Researchers from São Paulo University have linked a microdeletion in chromosome 15 to obsessive-compulsive disorder, as they report in PLOS One this week. Using array-based comparative genomic hybridization in their pilot study of 16 patients with early onset OCD and 12 controls, the researchers uncovered a 64 kilobase deletion in chromosome 15q13.3 from one male patient with very early onset OCD. The patient's father has the same deletion, but does not have OCD, the researchers note. Additionally, the deletion affects part of the FMN1 gene, which is involved with the glutamatergic system. This, the researchers argue, underscores the idea that a complex network of genes contributes to OCD risk, and that the glutamatergic system plays a role in the condition.
In PLOS Genetics, Stanford University School of Medicine researchers report on their targeted sequencing study of nearly 170 known and candidate amyotrophic lateral sclerosis genes in 242 sporadic ALS cases and 129 matched controls. They found an enrichment of novel and rare variants in the cases, as compared to the controls, and identified new variants within the known ALS genes and genes associated with the disease. They also confirmed the previously reported association between a SNP within the APOE gene and ALS.

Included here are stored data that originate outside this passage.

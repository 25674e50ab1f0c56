//! Repository for the `topics` table.
//!
//! Also owns the transactional update path that snapshots the pre-update
//! row into `topic_history` before writing the new version.

use std::collections::HashSet;

use kb_core::ancestry::HIERARCHY_LOCK_ID;
use kb_core::error::CoreError;
use kb_core::pagination::TopicPageRequest;
use kb_core::topic::{Topic, TopicChanges, TopicHistory};
use kb_core::types::{new_id, DbId};
use sqlx::{PgConnection, PgExecutor, PgPool};

use crate::models::topic::TopicRow;
use crate::repositories::TopicHistoryRepo;

/// Column list for topics queries.
const COLUMNS: &str = "id, name, content, version, parent_topic_id, created_at, updated_at";

/// Provides CRUD and structural queries for topics.
pub struct TopicRepo;

impl TopicRepo {
    /// Insert a topic built by [`Topic::create`].
    pub async fn create<'e, E>(executor: E, topic: &Topic) -> Result<Topic, sqlx::Error>
    where
        E: PgExecutor<'e>,
    {
        let query = format!(
            "INSERT INTO topics
                (id, name, content, version, parent_topic_id, created_at, updated_at)
             VALUES ($1, $2, $3, $4, $5, $6, $7)
             RETURNING {COLUMNS}"
        );
        let row = sqlx::query_as::<_, TopicRow>(&query)
            .bind(topic.id)
            .bind(&topic.name)
            .bind(&topic.content)
            .bind(topic.version)
            .bind(topic.parent_topic_id)
            .bind(topic.created_at)
            .bind(topic.updated_at)
            .fetch_one(executor)
            .await?;
        Ok(row.into())
    }

    /// Find a topic by ID.
    pub async fn find_by_id(pool: &PgPool, id: DbId) -> Result<Option<Topic>, sqlx::Error> {
        let query = format!("SELECT {COLUMNS} FROM topics WHERE id = $1");
        let row = sqlx::query_as::<_, TopicRow>(&query)
            .bind(id)
            .fetch_optional(pool)
            .await?;
        Ok(row.map(Topic::from))
    }

    /// List every topic, oldest first.
    pub async fn find_all(pool: &PgPool) -> Result<Vec<Topic>, sqlx::Error> {
        let query = format!("SELECT {COLUMNS} FROM topics ORDER BY created_at ASC, id ASC");
        let rows = sqlx::query_as::<_, TopicRow>(&query)
            .fetch_all(pool)
            .await?;
        Ok(rows.into_iter().map(Topic::from).collect())
    }

    /// List topics without a parent, oldest first.
    pub async fn find_roots(pool: &PgPool) -> Result<Vec<Topic>, sqlx::Error> {
        let query = format!(
            "SELECT {COLUMNS} FROM topics
             WHERE parent_topic_id IS NULL
             ORDER BY created_at ASC, id ASC"
        );
        let rows = sqlx::query_as::<_, TopicRow>(&query)
            .fetch_all(pool)
            .await?;
        Ok(rows.into_iter().map(Topic::from).collect())
    }

    /// List the direct children of a topic (not the full subtree).
    pub async fn find_by_parent_id(
        pool: &PgPool,
        parent_id: DbId,
    ) -> Result<Vec<Topic>, sqlx::Error> {
        let query = format!(
            "SELECT {COLUMNS} FROM topics
             WHERE parent_topic_id = $1
             ORDER BY created_at ASC, id ASC"
        );
        let rows = sqlx::query_as::<_, TopicRow>(&query)
            .bind(parent_id)
            .fetch_all(pool)
            .await?;
        Ok(rows.into_iter().map(Topic::from).collect())
    }

    /// Children lookup used by tree and path traversal.
    pub async fn find_sub_topics(pool: &PgPool, id: DbId) -> Result<Vec<Topic>, sqlx::Error> {
        Self::find_by_parent_id(pool, id).await
    }

    /// One page of topics in the requested order.
    pub async fn get_paginated_topics(
        pool: &PgPool,
        page: &TopicPageRequest,
    ) -> Result<Vec<Topic>, sqlx::Error> {
        let query = format!(
            "SELECT {COLUMNS} FROM topics
             ORDER BY {}
             LIMIT $1 OFFSET $2",
            page.order_clause()
        );
        let rows = sqlx::query_as::<_, TopicRow>(&query)
            .bind(page.limit)
            .bind(page.offset)
            .fetch_all(pool)
            .await?;
        Ok(rows.into_iter().map(Topic::from).collect())
    }

    /// Total number of topics.
    pub async fn get_total_topics_count(pool: &PgPool) -> Result<i64, sqlx::Error> {
        let (count,): (i64,) = sqlx::query_as("SELECT COUNT(*) FROM topics")
            .fetch_one(pool)
            .await?;
        Ok(count)
    }

    /// Write every mutable field of `topic` back to its row.
    ///
    /// Returns `None` if no row has that id.
    pub async fn update<'e, E>(executor: E, topic: &Topic) -> Result<Option<Topic>, sqlx::Error>
    where
        E: PgExecutor<'e>,
    {
        let query = format!(
            "UPDATE topics SET
                name = $2,
                content = $3,
                version = $4,
                parent_topic_id = $5,
                updated_at = $6
             WHERE id = $1
             RETURNING {COLUMNS}"
        );
        let row = sqlx::query_as::<_, TopicRow>(&query)
            .bind(topic.id)
            .bind(&topic.name)
            .bind(&topic.content)
            .bind(topic.version)
            .bind(topic.parent_topic_id)
            .bind(topic.updated_at)
            .fetch_optional(executor)
            .await?;
        Ok(row.map(Topic::from))
    }

    /// Snapshot the current row into `topic_history`, apply `changes`, and
    /// write the new version, all in one transaction.
    ///
    /// The row is locked with `FOR UPDATE` so concurrent updates of the same
    /// topic serialize and each captures a distinct pre-state. A move under a
    /// new parent additionally takes the [`HIERARCHY_LOCK_ID`] advisory lock
    /// and re-walks the new parent's ancestor chain inside the transaction,
    /// so two crossing moves cannot both commit.
    ///
    /// Fails with `NotFound` (and writes nothing) if the topic does not exist,
    /// and with `Validation` if the move would put the topic under itself.
    pub async fn update_with_history(
        pool: &PgPool,
        id: DbId,
        changes: TopicChanges,
    ) -> Result<Topic, CoreError> {
        let mut tx = pool.begin().await.map_err(CoreError::store)?;

        if let Some(Some(parent_id)) = changes.parent_topic_id {
            sqlx::query("SELECT pg_advisory_xact_lock($1)")
                .bind(HIERARCHY_LOCK_ID)
                .execute(&mut *tx)
                .await
                .map_err(CoreError::store)?;
            Self::ensure_not_descendant(&mut *tx, id, parent_id).await?;
        }

        let query = format!("SELECT {COLUMNS} FROM topics WHERE id = $1 FOR UPDATE");
        let row = sqlx::query_as::<_, TopicRow>(&query)
            .bind(id)
            .fetch_optional(&mut *tx)
            .await
            .map_err(CoreError::store)?
            .ok_or_else(|| CoreError::topic_not_found(id))?;

        let mut topic = Topic::from(row);
        TopicHistoryRepo::create(&mut *tx, &TopicHistory::capture(new_id(), &topic))
            .await
            .map_err(CoreError::store)?;

        topic.update(changes);
        let updated = Self::update(&mut *tx, &topic)
            .await
            .map_err(CoreError::store)?
            .ok_or_else(|| CoreError::topic_not_found(id))?;

        tx.commit().await.map_err(CoreError::store)?;
        Ok(updated)
    }

    /// Walk upward from `parent_id` and reject the move if `topic_id` is on
    /// the chain. Must run while holding [`HIERARCHY_LOCK_ID`].
    async fn ensure_not_descendant(
        conn: &mut PgConnection,
        topic_id: DbId,
        parent_id: DbId,
    ) -> Result<(), CoreError> {
        let mut seen = HashSet::new();
        let mut cursor = Some(parent_id);

        while let Some(ancestor_id) = cursor {
            if ancestor_id == topic_id {
                return Err(CoreError::Validation(format!(
                    "Topic {topic_id} cannot be moved under its own descendant {parent_id}"
                )));
            }
            if !seen.insert(ancestor_id) {
                return Err(CoreError::Internal(format!(
                    "Ancestor chain of topic {parent_id} contains a cycle"
                )));
            }

            let row: Option<(Option<DbId>,)> =
                sqlx::query_as("SELECT parent_topic_id FROM topics WHERE id = $1")
                    .bind(ancestor_id)
                    .fetch_optional(&mut *conn)
                    .await
                    .map_err(CoreError::store)?;

            cursor = match row {
                Some((parent,)) => parent,
                None if ancestor_id == parent_id => {
                    return Err(CoreError::Validation(format!(
                        "Parent topic {parent_id} does not exist"
                    )));
                }
                None => None,
            };
        }

        Ok(())
    }

    /// Delete a topic row. Returns `true` if a row was removed.
    ///
    /// Fails with a foreign-key violation while children or resources still
    /// reference the topic.
    pub async fn delete(pool: &PgPool, id: DbId) -> Result<bool, sqlx::Error> {
        let result = sqlx::query("DELETE FROM topics WHERE id = $1")
            .bind(id)
            .execute(pool)
            .await?;
        Ok(result.rows_affected() > 0)
    }
}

University of British Columbia researchers say in PLOS Pathogens that macrophages undergo epigenetic changes when they are infected by Leishmania donovani, and that these DNA methylation alterations could be how the parasite deactivates host response. Through a genome-wide study, the researchers pinpointed some 443 CpG sites where methylation changes correlated with infection. Some of these sites, they add, are linked to regulation of JAK/STAT and MAPK signaling pathways. "We therefore propose a model whereby Leishmania induced epigenetic changes result in permanent down regulation of host defense mechanisms to protect intracellular replication and survival of parasitic cells," the UBC team says.